Seni dağladılar değil mi kalbim,
Her yanın, içi su dolu kabarcık.
Bulunmaz bu halden anlar bir ilim;
Akıl yırtık çuval, sökük dağarcık.

Sensin gökten gelen oklara hedef;
Oyası ateşle işlenen gergef.
Çekme üç beş günlük dünyaya esef
Dayan kalbim üç beş nefes kadarcık!

''

''Ne güzel mısralar okudunuz Harun dedem, tam da konuştuğumuz her şeyi özetler gibi. Ah ah... O zaman Harun dedemiz ile ilgili sorularınızı, merak ettiklerinizi, ona söylemek istediklerinizi, önerilerinizi, her türlü şeyi buraya yorumlara alalım değerli konuklar.''

''Gelelim ufak bir kısma. Hep siz mi soracaksınız, biraz da biz soralım!

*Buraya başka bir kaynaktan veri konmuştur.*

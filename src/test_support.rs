//! In-memory serial links for driving the handshake and session in tests.

use std::io::{self, Read, Write};
use std::sync::{Arc, Mutex};
use std::time::Duration;

use crossbeam_channel::{unbounded, Receiver, RecvTimeoutError, Sender};

const POLL: Duration = Duration::from_millis(5);

type Chunk = std::result::Result<Vec<u8>, io::ErrorKind>;

/// Host side of a link: reads what the fake device sends.
///
/// Behaves like a serial port with a short read timeout: no data yields
/// `TimedOut`, a closed device yields EOF.
pub struct MockReader {
    rx: Receiver<Chunk>,
    pending: Vec<u8>,
}

impl Read for MockReader {
    fn read(&mut self, buf: &mut [u8]) -> io::Result<usize> {
        if self.pending.is_empty() {
            match self.rx.recv_timeout(POLL) {
                Ok(Ok(bytes)) => self.pending = bytes,
                Ok(Err(kind)) => return Err(io::Error::new(kind, "injected link failure")),
                Err(RecvTimeoutError::Timeout) => {
                    return Err(io::Error::new(io::ErrorKind::TimedOut, "no data"))
                }
                Err(RecvTimeoutError::Disconnected) => return Ok(0),
            }
        }
        let n = buf.len().min(self.pending.len());
        buf[..n].copy_from_slice(&self.pending[..n]);
        self.pending.drain(..n);
        Ok(n)
    }
}

/// Device side handle: push bytes or lines to the host, or fail the link.
#[derive(Clone)]
pub struct DeviceHandle {
    tx: Sender<Chunk>,
}

impl DeviceHandle {
    pub fn send_bytes(&self, bytes: &[u8]) {
        let _ = self.tx.send(Ok(bytes.to_vec()));
    }

    pub fn send_line(&self, line: &str) {
        self.send_bytes(format!("{line}\r\n").as_bytes());
    }

    pub fn fail(&self) {
        let _ = self.tx.send(Err(io::ErrorKind::BrokenPipe));
    }
}

pub fn mock_link() -> (MockReader, DeviceHandle) {
    let (tx, rx) = unbounded();
    (
        MockReader {
            rx,
            pending: Vec::new(),
        },
        DeviceHandle { tx },
    )
}

type Responder = Box<dyn FnMut(&str) -> Vec<String> + Send>;

/// Host side writer that answers every command through a script.
pub struct ScriptedWriter {
    respond: Responder,
    device: DeviceHandle,
    sent: Arc<Mutex<Vec<String>>>,
}

impl Write for ScriptedWriter {
    fn write(&mut self, buf: &[u8]) -> io::Result<usize> {
        let command = String::from_utf8_lossy(buf).trim_end().to_string();
        if let Ok(mut sent) = self.sent.lock() {
            sent.push(command.clone());
        }
        for line in (self.respond)(&command) {
            self.device.send_line(&line);
        }
        Ok(buf.len())
    }

    fn flush(&mut self) -> io::Result<()> {
        Ok(())
    }
}

/// A scripted shell link: reader, writer, device handle and command log.
pub struct MockShell {
    pub reader: MockReader,
    pub writer: ScriptedWriter,
    pub device: DeviceHandle,
    pub sent: Arc<Mutex<Vec<String>>>,
}

pub fn mock_shell<F>(respond: F) -> MockShell
where
    F: FnMut(&str) -> Vec<String> + Send + 'static,
{
    let (reader, device) = mock_link();
    let sent = Arc::new(Mutex::new(Vec::new()));
    let writer = ScriptedWriter {
        respond: Box::new(respond),
        device: device.clone(),
        sent: sent.clone(),
    };
    MockShell {
        reader,
        writer,
        device,
        sent,
    }
}

/// Replies of a well-behaved device with the given modules initialised.
pub fn happy_device(modules: &'static [&'static str]) -> impl FnMut(&str) -> Vec<String> + Send {
    move |command: &str| {
        let lines: Vec<String> = match command {
            "who" => vec!["uart:~$ shell ready".into()],
            "connect 0" => vec![">CONNECTED".into()],
            "rem start" => modules.iter().map(|m| format!("{m} OK")).collect(),
            "rem stop" => vec!["DONE".into()],
            "disconnect" => vec![">DISCONNECTED".into()],
            other if other.starts_with("rem ") => {
                let module = other[4..].split_whitespace().next().unwrap_or("");
                vec![format!("{} OK", module.to_uppercase())]
            }
            _ => Vec::new(),
        };
        lines
    }
}

pub fn sent(log: &Arc<Mutex<Vec<String>>>) -> Vec<String> {
    log.lock().map(|v| v.clone()).unwrap_or_default()
}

+ Herhangi bir karakteri kafanızda benzettiğiniz bir kişi var mı? Varsa kimi kime benzeterek hayal ettiniz? (Örneğin Zahid kafamda *** isimli kişiye benziyor. Ünlü olmak zorunda değil ama varsa merak ettik efendim. Yazın, bakalım!)

+ En çok okumayı sevdiğiniz karakterler hangileri?

+ Kendinize en çok hangi karakteri benzetiyorsunuz? Neden?

+ Herhangi bir karakterden aldığınız herhangi önemli bir ders var mı? Hayatınıza dokunan oldu mu?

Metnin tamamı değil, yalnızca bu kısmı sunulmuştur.